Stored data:
###

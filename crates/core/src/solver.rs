use super::graph::{DirectedGraph, NodeId};
use super::traits::CycleFinder;
use common::{
    error::{Error, Result},
    types::WeightedCycle,
};
use std::collections::{HashSet, VecDeque};
use std::hash::Hash;
use tracing::{debug, trace};

/// Which early-exit condition flagged the vertex.
#[derive(Debug, Clone, Copy, PartialEq, Eq)]
pub enum Certificate {
    /// A chain of consecutive relaxations looped back onto an edge it had
    /// already propagated through.
    ChainRoot,
    /// The vertex was enqueued as many times as the graph has source vertices.
    Pigeonhole,
}

/// Evidence left behind by a relaxation run that stopped on a negative cycle.
#[derive(Debug, Clone)]
pub struct NegativeCycleWitness {
    pub flagged: NodeId,
    pub certificate: Certificate,
    /// For every node, the predecessors that achieve its best distance, in
    /// discovery order.
    pub predecessors: Vec<Vec<NodeId>>,
}

impl NegativeCycleWitness {
    pub fn predecessors_of(&self, node: NodeId) -> &[NodeId] {
        self.predecessors.get(node).map(Vec::as_slice).unwrap_or(&[])
    }
}

/// Counters collected during one relaxation run.
#[derive(Debug, Default, Clone, Copy, PartialEq, Eq)]
pub struct RelaxStats {
    pub dequeued: usize,
    /// Dequeued nodes whose out-edges were skipped because a predecessor was
    /// still queued.
    pub deferred: usize,
    /// Strict improvements, including the one that triggered an early exit.
    pub relaxed: usize,
    pub ties: usize,
}

/// Outcome of [`SpfaSolver::relax`].
#[derive(Debug, Clone)]
pub struct Relaxation {
    pub witness: Option<NegativeCycleWitness>,
    pub stats: RelaxStats,
}

/// One level of the backtracking search over the predecessor graph.
struct Frame {
    node: NodeId,
    remaining: Vec<NodeId>,
}

impl Frame {
    fn new(node: NodeId, predecessors: &[NodeId]) -> Self {
        Self {
            node,
            remaining: predecessors.to_vec(),
        }
    }
}

/// Solver implementing the Shortest Path Faster Algorithm (SPFA) for
/// negative cycle detection, with the chain-root early exit.
#[derive(Debug, Clone, Copy)]
pub struct SpfaSolver {
    /// Enables the chain-root heuristic. The pigeonhole certificate is
    /// always active.
    pub heuristic: bool,
}

impl Default for SpfaSolver {
    fn default() -> Self {
        Self { heuristic: true }
    }
}

impl SpfaSolver {
    pub fn new(heuristic: bool) -> Self {
        Self { heuristic }
    }

    /// Runs queue-based relaxation from `source` until a negative cycle is
    /// certified or the queue drains.
    ///
    /// Every node keeps the full list of predecessors that tie for its best
    /// distance, separately from the single node that last relaxed it. The
    /// latter drives the chain-root heuristic: a chain of relaxations where
    /// each node was last relaxed by its parent inherits the edge that started
    /// the chain, and when a chain tries to relax an endpoint of its own root
    /// edge again it has gone around a negative cycle.
    ///
    /// A dequeued node is skipped while any of its predecessors is still in
    /// the queue. It is not re-enqueued for that; it only runs again if a
    /// later relaxation improves it. When the queued predecessor ends up not
    /// improving it, the node's out-edges are never relaxed in this run.
    ///
    /// # Returns
    /// A [`Relaxation`] whose `witness` is `Some` when a vertex was flagged.
    /// An unknown `source` yields no witness.
    pub fn relax<V, W>(&self, graph: &DirectedGraph<V>, source: &V, weight: W) -> Relaxation
    where
        V: Clone + Eq + Hash,
        W: Fn(&V, &V) -> f64,
    {
        let mut stats = RelaxStats::default();

        let Some(source) = graph.node_id(source) else {
            debug!("Relaxation source is not a vertex of the graph.");
            return Relaxation {
                witness: None,
                stats,
            };
        };

        let num_nodes = graph.node_count();
        let hop_cap = graph.source_count();

        // `None` stands for +inf.
        let mut distance: Vec<Option<f64>> = vec![None; num_nodes];
        let mut predecessors: Vec<Vec<NodeId>> = vec![Vec::new(); num_nodes];
        let mut last_relaxed_from: Vec<Option<NodeId>> = vec![None; num_nodes];
        let mut chain_root: Vec<Option<(NodeId, NodeId)>> = vec![None; num_nodes];
        let mut count = vec![0usize; num_nodes];
        let mut in_queue = vec![false; num_nodes];

        let mut queue = VecDeque::with_capacity(num_nodes);

        distance[source] = Some(0.0);
        queue.push_back(source);
        in_queue[source] = true;

        while let Some(u) = queue.pop_front() {
            in_queue[u] = false;
            stats.dequeued += 1;

            if predecessors[u].iter().any(|&p| in_queue[p]) {
                stats.deferred += 1;
                trace!(node = u, "Deferring node: a predecessor is still queued.");
                continue;
            }

            let Some(distance_u) = distance[u] else {
                continue;
            };

            for &v in graph.successor_ids(u) {
                let candidate = distance_u + weight(graph.vertex(u), graph.vertex(v));

                if candidate < distance[v].unwrap_or(f64::INFINITY) {
                    stats.relaxed += 1;

                    if self.heuristic {
                        if chain_root[u].is_some_and(|(x, y)| x == v || y == v) {
                            predecessors[v].push(u);
                            debug!(node = v, via = u, "Relaxation chain looped onto its root edge.");
                            return flagged(v, Certificate::ChainRoot, predecessors, stats);
                        }
                        chain_root[v] = if last_relaxed_from[v] == Some(u) {
                            chain_root[u]
                        } else {
                            Some((u, v))
                        };
                    }

                    if !in_queue[v] {
                        queue.push_back(v);
                        in_queue[v] = true;
                        count[v] += 1;
                        if count[v] == hop_cap {
                            debug!(node = v, hop_cap, "Enqueue count reached the vertex bound.");
                            return flagged(v, Certificate::Pigeonhole, predecessors, stats);
                        }
                    }

                    distance[v] = Some(candidate);
                    predecessors[v].clear();
                    predecessors[v].push(u);
                    last_relaxed_from[v] = Some(u);
                } else if distance[v] == Some(candidate) {
                    stats.ties += 1;
                    predecessors[v].push(u);
                }
            }
        }

        Relaxation {
            witness: None,
            stats,
        }
    }

    /// Reconstructs a negative cycle through the flagged vertex by walking the
    /// predecessor lists backwards.
    ///
    /// The search is an iterative depth-first backtrack: each frame holds the
    /// predecessors of its node that have not been tried yet, and the search
    /// closes as soon as the top frame lists the flagged vertex among them.
    /// Nodes are never unmarked once seen.
    ///
    /// # Returns
    /// The cycle in forward order, starting and ending at the flagged vertex.
    ///
    /// # Errors
    /// Returns `Error::NotFound` if the predecessor lists hold no cycle through
    /// the flagged vertex and it has no negative self-loop.
    pub fn reconstruct_cycle<V, W>(
        &self,
        graph: &DirectedGraph<V>,
        witness: &NegativeCycleWitness,
        weight: W,
    ) -> Result<Vec<V>>
    where
        V: Clone + Eq + Hash,
        W: Fn(&V, &V) -> f64,
    {
        let target = witness.flagged;
        let mut stack = vec![Frame::new(target, witness.predecessors_of(target))];
        let mut seen = HashSet::from([target]);
        let mut cycle: Vec<NodeId> = Vec::new();

        while let Some(frame) = stack.last_mut() {
            if frame.remaining.contains(&target) {
                cycle.push(frame.node);
                cycle.push(target);
                cycle.reverse();
                return Ok(cycle.into_iter().map(|id| graph.vertex(id).clone()).collect());
            }

            if let Some(candidate) = frame.remaining.pop() {
                let node = frame.node;
                if seen.insert(candidate) {
                    stack.push(Frame::new(candidate, witness.predecessors_of(candidate)));
                    cycle.push(node);
                }
            } else {
                stack.pop();
                if cycle.pop().is_none() {
                    return self_loop_fallback(graph, target, weight);
                }
            }
        }

        Err(Error::NotFound)
    }

    /// Like [`CycleFinder::find_negative_cycle`], but also evaluates the
    /// weight of every edge on the cycle.
    pub fn find_weighted_cycle<V, W>(
        &self,
        graph: &DirectedGraph<V>,
        source: &V,
        weight: W,
    ) -> Result<WeightedCycle<V>>
    where
        V: Clone + Eq + Hash,
        W: Fn(&V, &V) -> f64,
    {
        let path = self.find_negative_cycle(graph, source, &weight)?;
        Ok(WeightedCycle::from_path(path, weight))
    }
}

impl CycleFinder for SpfaSolver {
    fn find_negative_cycle<V, W>(
        &self,
        graph: &DirectedGraph<V>,
        source: &V,
        weight: W,
    ) -> Result<Vec<V>>
    where
        V: Clone + Eq + Hash,
        W: Fn(&V, &V) -> f64,
    {
        let relaxation = self.relax(graph, source, &weight);
        let witness = relaxation.witness.ok_or(Error::NotFound)?;
        self.reconstruct_cycle(graph, &witness, weight)
    }
}

/// Finds one negative cycle reachable from `source`, using the default
/// (heuristic-enabled) solver.
///
/// The result is certified by the relaxation, not verified against it: a
/// tie recorded in a predecessor list can close the walk on a zero-weight
/// cycle ahead of the negative one, and a bound reached downstream of the
/// cycle yields `Error::NotFound`.
pub fn find_negative_cycle<V, W>(graph: &DirectedGraph<V>, source: &V, weight: W) -> Result<Vec<V>>
where
    V: Clone + Eq + Hash,
    W: Fn(&V, &V) -> f64,
{
    SpfaSolver::default().find_negative_cycle(graph, source, weight)
}

fn flagged(
    node: NodeId,
    certificate: Certificate,
    predecessors: Vec<Vec<NodeId>>,
    stats: RelaxStats,
) -> Relaxation {
    Relaxation {
        witness: Some(NegativeCycleWitness {
            flagged: node,
            certificate,
            predecessors,
        }),
        stats,
    }
}

fn self_loop_fallback<V, W>(graph: &DirectedGraph<V>, node: NodeId, weight: W) -> Result<Vec<V>>
where
    W: Fn(&V, &V) -> f64,
    V: Clone,
{
    let vertex = graph.vertex(node);
    if graph.has_edge_ids(node, node) && weight(vertex, vertex) < 0.0 {
        return Ok(vec![vertex.clone(), vertex.clone()]);
    }
    debug!(node, "Predecessor search exhausted without closing a cycle.");
    Err(Error::NotFound)
}
pub mod config;
pub mod csv_loader;
pub mod error;
pub mod searcher;
pub mod types;

use clap::{Parser, Subcommand};
use std::path::PathBuf;
use std::sync::Arc;
use tracing::{error, info};
use tracing_subscriber::{EnvFilter, layer::SubscriberExt, util::SubscriberInitExt};

use bf_core::{DirectedGraph, SpfaSolver};
use common::types::RateEdge;
use csv_loader::CsvLoader;
use error::Error;
use searcher::{CycleSearcher, explore_paths};
use types::{DataSource, RateTable, demo_edges};

#[derive(Parser)]
#[command(
    name = "executor",
    about = "Negative-cycle search and simple-path enumeration over a rate graph"
)]
struct Cli {
    /// Path to the TOML configuration file
    #[arg(short, long)]
    config: Option<PathBuf>,

    #[command(subcommand)]
    source: Option<SourceCommand>,
}

#[derive(Subcommand)]
enum SourceCommand {
    /// Run on the built-in three-node graph
    Demo,
    /// Read `from,to,rate` rows from a CSV file
    Csv { path: PathBuf },
}

impl From<SourceCommand> for DataSource {
    fn from(command: SourceCommand) -> Self {
        match command {
            SourceCommand::Demo => DataSource::Demo,
            SourceCommand::Csv { path } => DataSource::Csv(path),
        }
    }
}

#[tokio::main]
async fn main() -> Result<(), Error> {
    let cli = Cli::parse();
    let config = config::load_config(cli.config.as_deref())?;

    tracing_subscriber::registry()
        .with(tracing_subscriber::fmt::layer())
        .with(
            EnvFilter::try_from_default_env()
                .unwrap_or_else(|_| EnvFilter::new(&config.logging.filter)),
        )
        .init();

    let source = cli.source.map(DataSource::from).unwrap_or(DataSource::Demo);
    let rate_edges = load_edges(&source)?;

    let rates = RateTable::from_edges(&rate_edges);
    let graph = Arc::new(DirectedGraph::from_edges(
        rate_edges.into_iter().map(|(from, to, _)| (from, to)),
    ));
    log_graph(&graph);

    let searcher = CycleSearcher::new(
        graph.clone(),
        rates,
        config.search.clone(),
        SpfaSolver::new(config.search.heuristic),
    );
    if let Err(e) = searcher.search() {
        error!(error = %e, "Cycle search failed.");
    }

    let paths = explore_paths(graph, &config.paths).await?;
    info!(
        count = paths.len(),
        from = %config.paths.from,
        to = %config.paths.to,
        cutoff = config.paths.cutoff,
        "Path exploration finished."
    );

    Ok(())
}

/// Logs the graph's adjacency layout.
fn log_graph(graph: &DirectedGraph<String>) {
    info!(
        vertices = graph.node_count(),
        edges = graph.edge_count(),
        "Graph built."
    );
    info!("{:#?}", graph);
}

fn load_edges(source: &DataSource) -> Result<Vec<RateEdge<String>>, Error> {
    match source {
        DataSource::Demo => {
            info!("Using the built-in demo graph.");
            Ok(demo_edges())
        }
        DataSource::Csv(path) => CsvLoader::new(path).load(),
    }
}
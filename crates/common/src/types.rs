use crate::log_rate::weight_to_rate;

/// Type alias for a directed edge: (from, to). Weights are never stored on
/// edges; they are looked up on demand through a weight function.
pub type Edge<V> = (V, V);

/// Type alias for an edge carrying an exchange rate: (from, to, rate)
pub type RateEdge<V> = (V, V, f64);

/// A closed cycle together with the weights of its edges.
///
/// Fields:
/// - `path`: Vertices of the cycle; the first vertex is repeated at the end.
/// - `weights`: Weight of each edge `path[i] -> path[i + 1]`.
/// - `total_weight`: Sum of `weights`; negative for a negative cycle.
#[derive(Debug, Clone, PartialEq)]
pub struct WeightedCycle<V> {
    pub path: Vec<V>,
    pub weights: Vec<f64>,
    pub total_weight: f64,
}

impl<V> WeightedCycle<V> {
    /// Builds a cycle summary by evaluating `weight` on every consecutive pair
    /// of `path`.
    pub fn from_path<W>(path: Vec<V>, weight: W) -> Self
    where
        W: Fn(&V, &V) -> f64,
    {
        let weights: Vec<f64> = path.windows(2).map(|pair| weight(&pair[0], &pair[1])).collect();
        let total_weight = weights.iter().sum();
        Self {
            path,
            weights,
            total_weight,
        }
    }

    /// Number of edges on the cycle.
    pub fn hop_count(&self) -> usize {
        self.weights.len()
    }

    /// Returns true if the cycle's total weight is strictly negative.
    pub fn is_negative(&self) -> bool {
        self.total_weight < 0.0
    }

    /// Returns the rate multiplier (∏ rate_i) for the cycle, assuming the
    /// weights are `-ln(rate_i)`.
    ///
    /// Example:
    /// ```text
    /// If original rates are [2.0, 3.0, 4.0] (∏=24.0),
    /// total_weight = -ln(24.0) ≈ -3.178.
    /// product_rate = exp(3.178) = 24.0
    /// ```
    pub fn product_rate(&self) -> f64 {
        weight_to_rate(self.total_weight)
    }

    /// Returns true if the cycle is profitable (product_rate > 1.0).
    pub fn is_profitable(&self) -> bool {
        self.product_rate() > 1.0
    }
}

#[cfg(test)]
mod tests {
    use super::*;
    use crate::log_rate::rate_to_weight;

    #[test]
    fn from_path_sums_consecutive_edges() {
        let path = vec!["a", "b", "c", "a"];
        let cycle = WeightedCycle::from_path(path, |from: &&str, to: &&str| match (*from, *to) {
            ("a", "b") => 1.0,
            ("b", "c") => -3.0,
            ("c", "a") => 0.5,
            _ => unreachable!(),
        });

        assert_eq!(cycle.weights, vec![1.0, -3.0, 0.5]);
        assert_eq!(cycle.total_weight, -1.5);
        assert_eq!(cycle.hop_count(), 3);
        assert!(cycle.is_negative());
    }

    #[test]
    fn product_rate_recovers_rates() {
        let rates = [("x", "y", 2.0), ("y", "x", 0.75)];
        let cycle = WeightedCycle::from_path(vec!["x", "y", "x"], |from: &&str, to: &&str| {
            let (_, _, rate) = rates
                .iter()
                .find(|(f, t, _)| f == from && t == to)
                .expect("edge present");
            rate_to_weight(*rate)
        });

        assert!((cycle.product_rate() - 1.5).abs() < 1e-12);
        assert!(cycle.is_profitable());
    }

    #[test]
    fn single_vertex_path_has_no_edges() {
        let cycle = WeightedCycle::from_path(vec![7usize], |_: &usize, _: &usize| 1.0);
        assert_eq!(cycle.hop_count(), 0);
        assert_eq!(cycle.total_weight, 0.0);
        assert!(!cycle.is_negative());
        assert!(!cycle.is_profitable());
    }
}
use std::sync::Arc;
use tracing::{debug, info, warn};

use super::config::{PathsConfig, SearchConfig};
use super::error::Error;
use super::types::RateTable;
use bf_core::{CycleFinder, DirectedGraph, PathStream, start_from};
use common::error::Error as GraphError;
use common::types::WeightedCycle;

pub struct CycleSearcher<S> {
    solver: S,
    graph: Arc<DirectedGraph<String>>,
    rates: RateTable,
    config: SearchConfig,
}

impl<S> CycleSearcher<S>
where
    S: CycleFinder,
{
    pub fn new(
        graph: Arc<DirectedGraph<String>>,
        rates: RateTable,
        config: SearchConfig,
        solver: S,
    ) -> Self {
        CycleSearcher {
            solver,
            graph,
            rates,
            config,
        }
    }

    /// Runs one negative-cycle search from the configured source.
    ///
    /// `Ok(None)` means the search completed without finding a cycle.
    pub fn search(&self) -> Result<Option<WeightedCycle<String>>, Error> {
        if self.graph.edge_count() == 0 {
            info!("Graph has no edges. Skipping cycle search.");
            return Ok(None);
        }

        debug!(source = %self.config.source, "Starting cycle search.");
        let rates = &self.rates;
        let result = self.solver.find_negative_cycle(
            &self.graph,
            &self.config.source,
            |from: &String, to: &String| rates.weight(from, to),
        );

        let cycle = match result {
            Ok(cycle) => cycle,
            Err(GraphError::NotFound) => {
                info!(source = %self.config.source, "Search complete: no negative cycle reachable.");
                return Ok(None);
            }
            Err(e) => return Err(e.into()),
        };

        let cycle = match &self.config.start_from {
            Some(start) => match start_from(&cycle, start) {
                Ok(rotated) => rotated,
                Err(e) => {
                    warn!(error = %e, "Keeping cycle as reconstructed.");
                    cycle
                }
            },
            None => cycle,
        };

        let weighted = WeightedCycle::from_path(cycle, |from: &String, to: &String| {
            rates.weight(from, to)
        });
        if !weighted.is_negative() {
            warn!(path = ?weighted.path, "Reconstructed cycle closed with zero total weight.");
        }
        info!(
            path = ?weighted.path,
            total_weight = weighted.total_weight,
            rate_product = weighted.product_rate(),
            "Negative cycle found."
        );
        Ok(Some(weighted))
    }
}

/// Enumerates simple paths per `config`, stopping after `max_results` if set.
pub async fn explore_paths(
    graph: Arc<DirectedGraph<String>>,
    config: &PathsConfig,
) -> Result<Vec<Vec<String>>, Error> {
    let limit = config.max_results.unwrap_or(usize::MAX);
    let mut stream = PathStream::spawn(
        graph,
        config.from.clone(),
        config.to.clone(),
        config.cutoff,
    );

    let mut paths = Vec::new();
    while paths.len() < limit {
        match stream.next().await {
            Some(path) => {
                info!(index = paths.len(), path = ?path, "Simple path.");
                paths.push(path);
            }
            None => break,
        }
    }

    let produced = stream
        .cancel()
        .await
        .map_err(|e| Error::ProducerFailed(e.to_string()))?;
    debug!(produced, taken = paths.len(), "Path producer finished.");

    Ok(paths)
}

###

Every line in the records above that holds "bool" counts once; state the total and nothing else.

** Result **
4